The context, or assumptions left of the turnstile, that your prover will be given, is populated automatically from the certificates and credentials distributed with the lab (discussed later). You should be able to use the credential in andrewid_txt.cred to discharge this goal. The credential consists of the following:

sign((open(#andrewid, <andrewid.txt>)), [2b:8f:e8:9b])

Your next objective will be the basic delegation policy, issued in policy1.cred:

sign(((@A . (((#mfredrik says open(A, <shared.txt>)) -> open(A, <shared.txt>))))), [2b:8f:e8:9b])

Your prover should use this policy to prove that you can open <shared.txt>:

... |- #root says open(#andrewid, <shared.txt>)

To complete this goal, you will also need to use the fact that #mfredrik is authorized by #root to open <shared.txt>, issued in mfredrik_shared.cred.

Finally, your prover will use the transitive delegation policy, also issued by #root in policy2.cred:

sign(((@A . ((@R . ((open(A, R) -> (@B . (((A says open(B, R)) -> open(B, R)))))))))), [2b:8f:e8:9b])

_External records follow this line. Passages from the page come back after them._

//! The per-crop growth state machine.
//!
//! A planted crop moves through its definition's stages one watered day at
//! a time, sits harvestable once every stage duration has elapsed, and —
//! for regrowable kinds — cycles through a dormant regrow phase after each
//! harvest instead of being destroyed.

use std::sync::Arc;

use rand::Rng;
use serde::{Deserialize, Serialize};

use super::{CropDef, CropError};
use crate::shared::{GridPosition, ItemId};

/// What one day tick did to a crop. The registry turns these into events.
#[derive(Debug, Clone, Copy, PartialEq, Eq)]
pub enum GrowthTick {
    /// Watering was required and missing — zero progress today.
    Stalled,
    /// Accumulated a day in the current stage without finishing it.
    Progressed { stage: u8, days_in_stage: u8 },
    /// Finished a stage and moved to the next one.
    StageAdvanced { stage: u8 },
    /// Finished the final stage — ready to harvest from now on.
    BecameHarvestable,
    /// Already harvestable (or out of stages) — nothing to do.
    Idle,
    /// Counted one day of the regrow dormancy.
    RegrowTicked { days_elapsed: u8 },
    /// Dormancy over — fruit is back, sitting at the resume stage.
    RegrowCompleted { stage: u8 },
}

/// Result of a successful harvest.
#[derive(Debug, Clone, PartialEq)]
pub struct HarvestYield {
    /// Item definition the yield is denominated in.
    pub item_id: ItemId,
    pub quantity: u32,
    /// True when the crop was consumed by the harvest (non-regrowable).
    pub destroyed: bool,
}

/// One planted crop: shared definition plus owned mutable growth state.
#[derive(Debug, Clone, PartialEq, Serialize, Deserialize)]
pub struct CropInstance {
    def: Arc<CropDef>,
    position: GridPosition,
    /// Day counter value when the crop was planted, for age queries.
    planted_day: u32,
    stage: u8,
    days_in_stage: u8,
    /// Latched once every stage duration has elapsed; cleared by harvest.
    mature: bool,
    watered_today: bool,
    regrowing: bool,
    regrow_days_elapsed: u8,
}

impl CropInstance {
    /// A freshly planted crop at stage 0.
    pub fn new(def: &Arc<CropDef>, position: GridPosition, planted_day: u32) -> Self {
        Self {
            def: Arc::clone(def),
            position,
            planted_day,
            stage: 0,
            days_in_stage: 0,
            mature: false,
            watered_today: false,
            regrowing: false,
            regrow_days_elapsed: 0,
        }
    }

    pub fn def(&self) -> &Arc<CropDef> {
        &self.def
    }

    pub fn position(&self) -> GridPosition {
        self.position
    }

    pub fn planted_day(&self) -> u32 {
        self.planted_day
    }

    pub fn stage(&self) -> u8 {
        self.stage
    }

    pub fn days_in_stage(&self) -> u8 {
        self.days_in_stage
    }

    pub fn watered_today(&self) -> bool {
        self.watered_today
    }

    pub fn is_regrowing(&self) -> bool {
        self.regrowing
    }

    pub fn regrow_days_elapsed(&self) -> u8 {
        self.regrow_days_elapsed
    }

    /// Ready to pick: fully grown and not dormant.
    pub fn is_harvestable(&self) -> bool {
        self.mature && !self.regrowing
    }

    /// Mark the crop watered for today. Idempotent within a day — the
    /// flag is consumed (and cleared) by the next tick evaluation.
    /// Returns whether the flag was newly set.
    pub fn water(&mut self) -> bool {
        let newly = !self.watered_today;
        self.watered_today = true;
        newly
    }

    /// Evaluate one day tick. Call exactly once per in-game day; the
    /// watered flag is cleared on every path out of here.
    pub fn advance_day(&mut self) -> GrowthTick {
        let tick = if self.regrowing {
            // Dormancy counts a day when watering is satisfied (or not
            // demanded at all).
            if !self.def.requires_watering || self.watered_today {
                self.regrow_days_elapsed = self.regrow_days_elapsed.saturating_add(1);
            }
            if self.regrow_days_elapsed >= self.def.regrow_days {
                self.regrowing = false;
                self.regrow_days_elapsed = 0;
                self.stage = self.def.clamped_regrow_stage();
                self.days_in_stage = 0;
                self.mature = true;
                GrowthTick::RegrowCompleted { stage: self.stage }
            } else {
                GrowthTick::RegrowTicked {
                    days_elapsed: self.regrow_days_elapsed,
                }
            }
        } else if self.def.requires_watering && !self.watered_today {
            GrowthTick::Stalled
        } else if self.mature {
            GrowthTick::Idle
        } else {
            self.days_in_stage = self.days_in_stage.saturating_add(1);
            if self.days_in_stage >= self.def.days_for_stage(self.stage) {
                self.days_in_stage = 0;
                if self.stage >= self.def.final_stage() {
                    self.mature = true;
                    GrowthTick::BecameHarvestable
                } else {
                    self.stage += 1;
                    GrowthTick::StageAdvanced { stage: self.stage }
                }
            } else {
                GrowthTick::Progressed {
                    stage: self.stage,
                    days_in_stage: self.days_in_stage,
                }
            }
        };
        self.watered_today = false;
        tick
    }

    /// Roll a yield without mutating anything. Defensive about inverted
    /// ranges in hand-written data.
    pub fn roll_yield(&self, rng: &mut impl Rng) -> u32 {
        let lo = self.def.yield_min;
        let hi = self.def.yield_max.max(lo);
        rng.gen_range(lo..=hi)
    }

    /// Pick the crop. Regrowable kinds go dormant at the resume stage;
    /// everything else reports its own destruction (the registry clears
    /// the slot).
    pub fn harvest(&mut self, rng: &mut impl Rng) -> Result<HarvestYield, CropError> {
        if !self.is_harvestable() {
            return Err(CropError::NotHarvestable);
        }
        let quantity = self.roll_yield(rng);
        Ok(self.complete_harvest(quantity))
    }

    /// Finish a harvest whose yield was already rolled. The caller must
    /// have checked harvestability.
    pub(crate) fn complete_harvest(&mut self, quantity: u32) -> HarvestYield {
        let destroyed = !self.def.regrows;
        if self.def.regrows {
            self.regrowing = true;
            self.regrow_days_elapsed = 0;
            self.mature = false;
            self.stage = self.def.clamped_regrow_stage();
            self.days_in_stage = 0;
            self.watered_today = false;
        }
        HarvestYield {
            item_id: self.def.harvest_id.clone(),
            quantity,
            destroyed,
        }
    }
}

// ─────────────────────────────────────────────────────────────────────────────
// Tests
// ─────────────────────────────────────────────────────────────────────────────
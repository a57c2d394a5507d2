//! Built-in crop roster.
//!
//! Growth schedules from the game-design sheet:
//!   Spring: turnip (4d), potato (6d), strawberry (8d, regrows 4d)
//!   Summer: melon (12d), blueberry (13d, regrows 4d)
//!   Fall:   pumpkin (13d)
//!   Any warm season: wheat (4d)
//!
//! `stage_days` stores how long each growth stage lasts; a crop is ready
//! once every stage has elapsed. Regrowable crops drop back to
//! `regrow_stage` after each pick and fruit again `regrow_days` later.

use crate::farming::CropDef;
use crate::shared::Season;

pub(super) fn roster() -> Vec<CropDef> {
    vec![
        // ── Spring ──────────────────────────────────────────────────────────

        CropDef {
            id: "turnip".into(),
            name: "Turnip".into(),
            seed_id: "turnip_seeds".into(),
            harvest_id: "turnip".into(),
            seasons: vec![Season::Spring],
            stage_days: vec![1, 1, 1, 1],
            requires_watering: true,
            regrows: false,
            regrow_days: 0,
            regrow_stage: 0,
            yield_min: 1,
            yield_max: 1,
        },
        CropDef {
            id: "potato".into(),
            name: "Potato".into(),
            seed_id: "potato_seeds".into(),
            harvest_id: "potato".into(),
            seasons: vec![Season::Spring],
            stage_days: vec![1, 2, 2, 1],
            requires_watering: true,
            regrows: false,
            regrow_days: 0,
            regrow_stage: 0,
            // Tubers come up in clumps.
            yield_min: 1,
            yield_max: 3,
        },
        CropDef {
            id: "strawberry".into(),
            name: "Strawberry".into(),
            seed_id: "strawberry_seeds".into(),
            harvest_id: "strawberry".into(),
            seasons: vec![Season::Spring],
            stage_days: vec![1, 1, 2, 4],
            requires_watering: true,
            regrows: true,
            regrow_days: 4,
            // The bush stays; only the fruit goes.
            regrow_stage: 3,
            yield_min: 1,
            yield_max: 2,
        },

        // ── Summer ──────────────────────────────────────────────────────────

        CropDef {
            id: "melon".into(),
            name: "Melon".into(),
            seed_id: "melon_seeds".into(),
            harvest_id: "melon".into(),
            seasons: vec![Season::Summer],
            stage_days: vec![1, 2, 3, 3, 3],
            requires_watering: true,
            regrows: false,
            regrow_days: 0,
            regrow_stage: 0,
            yield_min: 1,
            yield_max: 1,
        },
        CropDef {
            id: "blueberry".into(),
            name: "Blueberry".into(),
            seed_id: "blueberry_seeds".into(),
            harvest_id: "blueberry".into(),
            seasons: vec![Season::Summer],
            stage_days: vec![1, 3, 3, 3, 3],
            requires_watering: true,
            regrows: true,
            regrow_days: 4,
            regrow_stage: 4,
            yield_min: 2,
            yield_max: 4,
        },

        // ── Fall ────────────────────────────────────────────────────────────

        CropDef {
            id: "pumpkin".into(),
            name: "Pumpkin".into(),
            seed_id: "pumpkin_seeds".into(),
            harvest_id: "pumpkin".into(),
            seasons: vec![Season::Fall],
            stage_days: vec![1, 2, 3, 4, 3],
            requires_watering: true,
            regrows: false,
            regrow_days: 0,
            regrow_stage: 0,
            yield_min: 1,
            yield_max: 1,
        },

        // ── Any warm season ─────────────────────────────────────────────────

        CropDef {
            id: "wheat".into(),
            name: "Wheat".into(),
            seed_id: "wheat_seeds".into(),
            harvest_id: "wheat".into(),
            seasons: vec![Season::Spring, Season::Summer, Season::Fall],
            stage_days: vec![1, 1, 1, 1],
            requires_watering: false,
            regrows: false,
            regrow_days: 0,
            regrow_stage: 0,
            yield_min: 1,
            yield_max: 2,
        },
    ]
}
use axum::Router;
use tokio::net::TcpListener;

/// Serves `router` on an ephemeral local port; returns its base URL.
pub(crate) async fn serve(router: Router) -> String {
    let listener = TcpListener::bind("127.0.0.1:0").await.unwrap();
    let addr = listener.local_addr().unwrap();
    tokio::spawn(async move {
        axum::serve(listener, router).await.unwrap();
    });
    format!("http://{}", addr)
}
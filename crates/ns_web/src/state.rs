use std::sync::Arc;

use ns_sources::ReportManager;

pub struct AppState {
    pub manager: Arc<ReportManager>,
}

impl AppState {
    pub fn new(manager: ReportManager) -> Self {
        Self {
            manager: Arc::new(manager),
        }
    }
}
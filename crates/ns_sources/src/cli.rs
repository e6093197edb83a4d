use std::sync::Arc;

use chrono::NaiveDate;
use clap::{Args, Subcommand};
use ns_core::{ProviderKind, Result};

use crate::normalize::{DateWindow, NormalizeOptions, Normalizer, DEFAULT_LIMIT};
use crate::providers::{self, SourcesConfig};
use crate::scrape::HttpPageFetcher;

#[derive(Args, Debug)]
pub struct SourcesArgs {
    #[command(subcommand)]
    pub command: SourcesCommands,
}

#[derive(Subcommand, Debug)]
pub enum SourcesCommands {
    /// List news sources and whether they are configured
    List,
    /// Fetch and normalize articles without scoring them
    Fetch {
        /// Company to search for
        company: String,
        /// News source: newsapi or bing
        #[arg(long, short, default_value = "bing")]
        source: ProviderKind,
        #[arg(long, short, default_value_t = DEFAULT_LIMIT)]
        limit: usize,
        /// Oldest publish date to keep (YYYY-MM-DD)
        #[arg(long)]
        since: Option<NaiveDate>,
        /// Newest publish date to keep (YYYY-MM-DD)
        #[arg(long)]
        until: Option<NaiveDate>,
    },
}

pub async fn handle_command(args: SourcesArgs, config: &SourcesConfig) -> Result<()> {
    let client = providers::http_client()?;
    let available = providers::create_providers(config, client.clone());

    match args.command {
        SourcesCommands::List => {
            println!("Available news sources:");
            for kind in ProviderKind::ALL {
                match available.iter().find(|p| p.kind() == kind) {
                    Some(provider) => println!("  ✅ {:<8} {}", kind, provider.name()),
                    None => println!("  ❌ {:<8} not configured (set NEWS_API_KEY)", kind),
                }
            }
        }
        SourcesCommands::Fetch {
            company,
            source,
            limit,
            since,
            until,
        } => {
            let provider = available
                .iter()
                .find(|p| p.kind() == source)
                .ok_or_else(|| ns_core::Error::Config(format!("news source '{}' is not configured", source)))?;
            let raws = provider.fetch(&company, limit).await?;
            let normalizer = Normalizer::new(Arc::new(HttpPageFetcher::new(client)));
            let options = NormalizeOptions {
                company: Some(company.clone()),
                window: DateWindow { since, until },
                limit,
                always_scrape: config.always_scrape,
            };
            let articles = normalizer.normalize(raws, &options).await;

            println!("Found {} articles", articles.len());
            for article in articles {
                let date = article
                    .published_at
                    .map(|d| d.format("%Y-%m-%d").to_string())
                    .unwrap_or_else(|| "unknown date".to_string());
                let marker = if article.has_text() { "📄" } else { "∅" };
                println!("{} [{}] {} - {}", marker, date, article.title, article.url);
            }
        }
    }
    Ok(())
}
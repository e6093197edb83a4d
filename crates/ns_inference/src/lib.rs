use std::fmt;

use clap::Args;

pub mod models;
pub mod narrative;
pub mod sentiment;
pub mod speech;

#[cfg(test)]
mod test_support;

pub const DEFAULT_SCORING_MODEL: &str = "llama-3.1-8b-instant";
pub const DEFAULT_NARRATIVE_MODEL: &str = "llama-3.3-70b-versatile";

/// Inference settings, usable directly as CLI flags.
#[derive(Clone, Args)]
pub struct Config {
    /// API key for the hosted chat model
    #[arg(long = "api-key", env = "GROQ_API_KEY", hide_env_values = true)]
    pub api_key: Option<String>,
    /// Model backend: groq (default) or offline
    #[arg(long = "model", env = "NS_MODEL", default_value = "groq")]
    pub backend: String,
    /// Base URL of an OpenAI-compatible API
    #[arg(long = "model-url", env = "NS_MODEL_URL")]
    pub model_url: Option<String>,
    #[arg(long, default_value = DEFAULT_SCORING_MODEL)]
    pub scoring_model: String,
    #[arg(long, default_value = DEFAULT_NARRATIVE_MODEL)]
    pub narrative_model: String,
}

impl fmt::Debug for Config {
    fn fmt(&self, f: &mut fmt::Formatter<'_>) -> fmt::Result {
        f.debug_struct("Config")
            .field("api_key", &self.api_key.as_deref().map(|_| "<redacted>"))
            .field("backend", &self.backend)
            .field("model_url", &self.model_url)
            .field("scoring_model", &self.scoring_model)
            .field("narrative_model", &self.narrative_model)
            .finish()
    }
}

impl Default for Config {
    fn default() -> Self {
        Self {
            api_key: None,
            backend: "groq".to_string(),
            model_url: None,
            scoring_model: DEFAULT_SCORING_MODEL.to_string(),
            narrative_model: DEFAULT_NARRATIVE_MODEL.to_string(),
        }
    }
}

impl Config {
    pub fn offline() -> Self {
        Self {
            backend: "offline".to_string(),
            ..Self::default()
        }
    }
}

pub mod prelude {
    pub use super::Config;
    pub use super::models::{create_inference, Inference};
    pub use super::narrative::NarrativeMerger;
    pub use super::speech::Speaker;
    pub use ns_core::{Error, Result};
}

pub use models::{create_inference, Inference};
pub use narrative::NarrativeMerger;
pub use speech::Speaker;

#[cfg(test)]
mod tests {
    use super::*;

    #[test]
    fn test_config_debug_redacts_key() {
        let config = Config {
            api_key: Some("gsk_secret".to_string()),
            ..Config::default()
        };
        let debug = format!("{:?}", config);
        assert!(!debug.contains("gsk_secret"));
        assert!(debug.contains("<redacted>"));
    }

    #[tokio::test]
    async fn test_offline_pipeline_pieces() {
        let inference = create_inference(&Config::offline()).unwrap();
        let score = inference
            .scorer
            .score("Acme", "Acme reported strong growth and record profit.")
            .await
            .unwrap();
        assert!(score.score > 0.0);
    }
}
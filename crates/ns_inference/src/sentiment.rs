use std::fmt;
use std::sync::Arc;

use async_trait::async_trait;
use serde::Deserialize;
use ns_core::{CompletionRequest, Error, Result, SentimentScore, SentimentScorer, TextModel};

/// Longest body, in characters, submitted for scoring.
pub const MAX_SCORING_CHARS: usize = 2000;
const TRUNCATION_MARKER: &str = "... [truncated]";

const SYSTEM_PROMPT: &str = r#"You are a financial news analyst. Return ONLY valid JSON with this exact format:

{
    "Score": 0.75,
    "Sentiment": "Positive",
    "Summary": "Brief summary here",
    "Keywords": ["keyword1", "keyword2", "keyword3"]
}

Rules:
- Score is a number between -1.0 and 1.0, no quotes, no plus sign.
- Sentiment is exactly "Positive", "Neutral" or "Negative".
- Summary is one or two sentences about the article's impact on the company.
- Keywords lists up to five short topics.
- No trailing commas, no text before or after the JSON.

Scoring guide, judged by impact on the COMPANY:
- 0.8 to 1.0: major breakthrough or strong advantage
- 0.4 to 0.7: innovation, problem-solving, market strength
- 0.1 to 0.3: minor positive developments
- -0.1 to 0.1: no clear company impact
- -0.1 to -0.3: minor concerns
- -0.4 to -0.7: significant problems
- -0.8 to -1.0: major failures or serious issues"#;

/// Cuts `text` to `MAX_SCORING_CHARS` characters, marking the cut.
pub fn truncate_for_scoring(text: &str) -> String {
    match text.char_indices().nth(MAX_SCORING_CHARS) {
        Some((cut, _)) => format!("{}{}", &text[..cut], TRUNCATION_MARKER),
        None => text.to_string(),
    }
}

#[derive(Deserialize)]
#[serde(untagged)]
enum Number {
    Float(f64),
    Text(String),
}

#[derive(Deserialize)]
struct ScoreReply {
    #[serde(rename = "Score")]
    score: Number,
    #[serde(rename = "Sentiment", default)]
    sentiment: Option<String>,
    #[serde(rename = "Summary")]
    summary: String,
    #[serde(rename = "Keywords")]
    keywords: Vec<String>,
}

/// Parses the model's JSON reply. The label is recomputed from the score.
pub fn parse_score_reply(reply: &str) -> Result<SentimentScore> {
    let start = reply.find('{');
    let end = reply.rfind('}');
    let json = match (start, end) {
        (Some(start), Some(end)) if start < end => &reply[start..=end],
        _ => return Err(Error::ScoringUnavailable("reply contains no JSON object".to_string())),
    };

    let parsed: ScoreReply = serde_json::from_str(json)
        .map_err(|e| Error::ScoringUnavailable(format!("malformed scoring reply: {}", e)))?;
    let score = match parsed.score {
        Number::Float(value) => value,
        Number::Text(text) => text
            .trim()
            .parse::<f64>()
            .map_err(|_| Error::ScoringUnavailable(format!("non-numeric score '{}'", text)))?,
    };

    let result = SentimentScore::new(
        score,
        parsed.summary.trim(),
        parsed
            .keywords
            .into_iter()
            .map(|k| k.trim().to_string())
            .filter(|k| !k.is_empty())
            .collect(),
    )?;
    if let Some(claimed) = parsed.sentiment {
        if !claimed.eq_ignore_ascii_case(&result.label.to_string()) {
            tracing::debug!("Model said {} for score {}, using {}", claimed, score, result.label);
        }
    }
    Ok(result)
}

/// Scores articles through a text model in JSON mode.
pub struct LlmScorer {
    model: Arc<dyn TextModel>,
}

impl fmt::Debug for LlmScorer {
    fn fmt(&self, f: &mut fmt::Formatter<'_>) -> fmt::Result {
        f.debug_struct("LlmScorer")
            .field("model", &self.model.name())
            .finish()
    }
}

impl LlmScorer {
    pub fn new(model: Arc<dyn TextModel>) -> Self {
        Self { model }
    }

    pub(crate) fn build_request(company: &str, text: &str) -> CompletionRequest {
        let prompt = format!(
            "Company: {}\nNews article (truncated if too long):\n{}",
            company,
            truncate_for_scoring(text)
        );
        CompletionRequest::new(SYSTEM_PROMPT, prompt).json().max_tokens(512)
    }
}

#[async_trait]
impl SentimentScorer for LlmScorer {
    fn name(&self) -> &str {
        self.model.name()
    }

    async fn score(&self, company: &str, text: &str) -> Result<SentimentScore> {
        if text.trim().is_empty() {
            return Err(Error::ScoringUnavailable("empty text".to_string()));
        }
        let request = Self::build_request(company, text);
        let reply = self
            .model
            .complete(&request)
            .await
            .map_err(|e| match e {
                Error::ScoringUnavailable(_) => e,
                other => Error::ScoringUnavailable(other.to_string()),
            })?;
        parse_score_reply(&reply)
    }
}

To prove that you can access <secret.txt>:

... |- #root says open(#andrewid, <secret.txt>)

To complete this objective, you will need to also make use of the chain of credentials from #root -> #mfredrik -> #dsduenas -> ... -> #andrewid.

Before moving on, we recommend that you work the following out on pencil and paper.

  1. Identify which of the certificates and credentials above are necessary to prove the first (and most straightforward) goal.
  2. Review using the Cert rule to prove #ca says iskey(#root, [...]).
  3. Review using the Sign rule to prove #root says open(#andrewid, <andrewid.txt>).
  4. Put the pieces together to complete the proof of the first goal.

As you complete each proof goal, we suggest going back to this approach whenever you find yourself getting stuck. If you come to the course staff with questions, we will likely ask to see your work before providing assistance.